*The problem*. Only an exact copy of the records, from the line with "pub fn render_text(segments: &[Segment])" through the last line, is wanted.

*Stored data*.
= = =
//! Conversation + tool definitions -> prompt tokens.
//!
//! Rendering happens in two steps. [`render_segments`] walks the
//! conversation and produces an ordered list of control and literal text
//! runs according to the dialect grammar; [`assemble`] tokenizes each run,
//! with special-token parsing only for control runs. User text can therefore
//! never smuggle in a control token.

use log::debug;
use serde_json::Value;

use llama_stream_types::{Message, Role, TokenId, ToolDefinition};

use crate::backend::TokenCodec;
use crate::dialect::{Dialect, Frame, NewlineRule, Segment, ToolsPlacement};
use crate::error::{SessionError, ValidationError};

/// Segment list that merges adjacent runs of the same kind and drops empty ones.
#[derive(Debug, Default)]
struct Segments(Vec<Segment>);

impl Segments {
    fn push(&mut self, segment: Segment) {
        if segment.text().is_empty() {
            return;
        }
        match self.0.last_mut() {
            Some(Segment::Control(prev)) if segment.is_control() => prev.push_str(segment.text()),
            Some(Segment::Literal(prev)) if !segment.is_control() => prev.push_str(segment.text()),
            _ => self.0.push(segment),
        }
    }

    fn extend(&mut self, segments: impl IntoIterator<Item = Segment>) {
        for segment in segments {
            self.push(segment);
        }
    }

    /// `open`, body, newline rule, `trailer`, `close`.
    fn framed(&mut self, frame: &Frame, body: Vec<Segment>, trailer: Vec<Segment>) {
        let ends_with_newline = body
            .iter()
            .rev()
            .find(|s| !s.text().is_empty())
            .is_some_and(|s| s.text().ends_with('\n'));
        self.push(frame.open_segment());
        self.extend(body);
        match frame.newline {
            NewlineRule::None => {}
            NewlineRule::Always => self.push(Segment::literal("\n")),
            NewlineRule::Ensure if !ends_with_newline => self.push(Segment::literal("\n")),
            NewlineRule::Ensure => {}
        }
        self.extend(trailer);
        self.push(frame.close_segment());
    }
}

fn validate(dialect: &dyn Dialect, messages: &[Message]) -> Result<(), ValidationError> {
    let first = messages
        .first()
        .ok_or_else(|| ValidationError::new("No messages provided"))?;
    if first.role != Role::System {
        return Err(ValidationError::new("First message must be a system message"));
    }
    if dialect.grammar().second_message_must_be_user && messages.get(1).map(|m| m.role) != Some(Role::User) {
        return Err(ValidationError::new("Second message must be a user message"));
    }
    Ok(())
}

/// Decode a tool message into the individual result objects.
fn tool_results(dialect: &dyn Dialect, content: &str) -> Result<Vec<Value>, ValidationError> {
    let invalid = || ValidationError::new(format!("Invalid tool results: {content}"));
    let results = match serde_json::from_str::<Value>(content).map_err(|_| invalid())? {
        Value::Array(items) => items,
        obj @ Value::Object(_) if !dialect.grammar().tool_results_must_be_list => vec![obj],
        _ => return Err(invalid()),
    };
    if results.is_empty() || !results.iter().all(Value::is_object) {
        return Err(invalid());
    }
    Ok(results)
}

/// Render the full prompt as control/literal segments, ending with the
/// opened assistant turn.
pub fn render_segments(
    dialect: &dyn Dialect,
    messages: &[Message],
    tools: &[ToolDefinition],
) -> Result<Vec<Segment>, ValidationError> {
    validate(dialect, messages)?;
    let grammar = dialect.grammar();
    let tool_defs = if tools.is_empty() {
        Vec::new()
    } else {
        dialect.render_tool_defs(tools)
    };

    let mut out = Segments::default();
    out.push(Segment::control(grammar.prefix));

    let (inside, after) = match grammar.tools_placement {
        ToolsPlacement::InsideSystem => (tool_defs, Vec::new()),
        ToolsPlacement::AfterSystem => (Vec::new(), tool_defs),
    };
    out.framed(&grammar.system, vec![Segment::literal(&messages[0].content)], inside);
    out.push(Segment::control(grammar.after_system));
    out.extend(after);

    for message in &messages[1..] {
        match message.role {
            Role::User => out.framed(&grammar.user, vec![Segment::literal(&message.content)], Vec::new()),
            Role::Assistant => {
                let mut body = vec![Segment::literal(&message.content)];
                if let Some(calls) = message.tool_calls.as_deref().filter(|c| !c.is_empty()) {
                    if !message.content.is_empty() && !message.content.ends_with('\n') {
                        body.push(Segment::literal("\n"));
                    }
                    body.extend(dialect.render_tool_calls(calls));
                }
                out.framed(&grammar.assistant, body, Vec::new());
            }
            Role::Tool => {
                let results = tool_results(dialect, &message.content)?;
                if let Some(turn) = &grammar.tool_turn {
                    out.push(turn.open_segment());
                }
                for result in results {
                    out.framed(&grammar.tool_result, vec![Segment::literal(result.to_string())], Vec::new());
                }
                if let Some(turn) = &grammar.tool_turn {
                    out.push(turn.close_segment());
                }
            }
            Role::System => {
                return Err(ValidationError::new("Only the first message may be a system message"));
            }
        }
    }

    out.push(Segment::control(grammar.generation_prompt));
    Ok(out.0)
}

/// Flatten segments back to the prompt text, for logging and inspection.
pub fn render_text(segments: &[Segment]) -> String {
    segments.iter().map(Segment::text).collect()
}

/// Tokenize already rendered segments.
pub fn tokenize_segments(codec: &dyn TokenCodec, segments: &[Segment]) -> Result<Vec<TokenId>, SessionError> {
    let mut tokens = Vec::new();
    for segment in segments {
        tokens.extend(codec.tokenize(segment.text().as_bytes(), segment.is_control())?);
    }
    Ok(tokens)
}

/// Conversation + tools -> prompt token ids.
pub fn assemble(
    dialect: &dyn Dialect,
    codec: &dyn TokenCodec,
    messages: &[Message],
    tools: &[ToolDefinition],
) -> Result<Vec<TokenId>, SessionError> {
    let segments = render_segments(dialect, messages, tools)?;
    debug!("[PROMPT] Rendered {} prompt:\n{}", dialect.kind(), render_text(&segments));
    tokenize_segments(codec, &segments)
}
= = =
*Task answer*.
pub fn render_text(segments: &[Segment]) -> String {
    segments.iter().map(Segment::text).collect()
}

/// Tokenize already rendered segments.
pub fn tokenize_segments(codec: &dyn TokenCodec, segments: &[Segment]) -> Result<Vec<TokenId>, SessionError> {
    let mut tokens = Vec::new();
    for segment in segments {
        tokens.extend(codec.tokenize(segment.text().as_bytes(), segment.is_control())?);
    }
    Ok(tokens)
}

/// Conversation + tools -> prompt token ids.
pub fn assemble(
    dialect: &dyn Dialect,
    codec: &dyn TokenCodec,
    messages: &[Message],
    tools: &[ToolDefinition],
) -> Result<Vec<TokenId>, SessionError> {
    let segments = render_segments(dialect, messages, tools)?;
    debug!("[PROMPT] Rendered {} prompt:\n{}", dialect.kind(), render_text(&segments));
    tokenize_segments(codec, &segments)
}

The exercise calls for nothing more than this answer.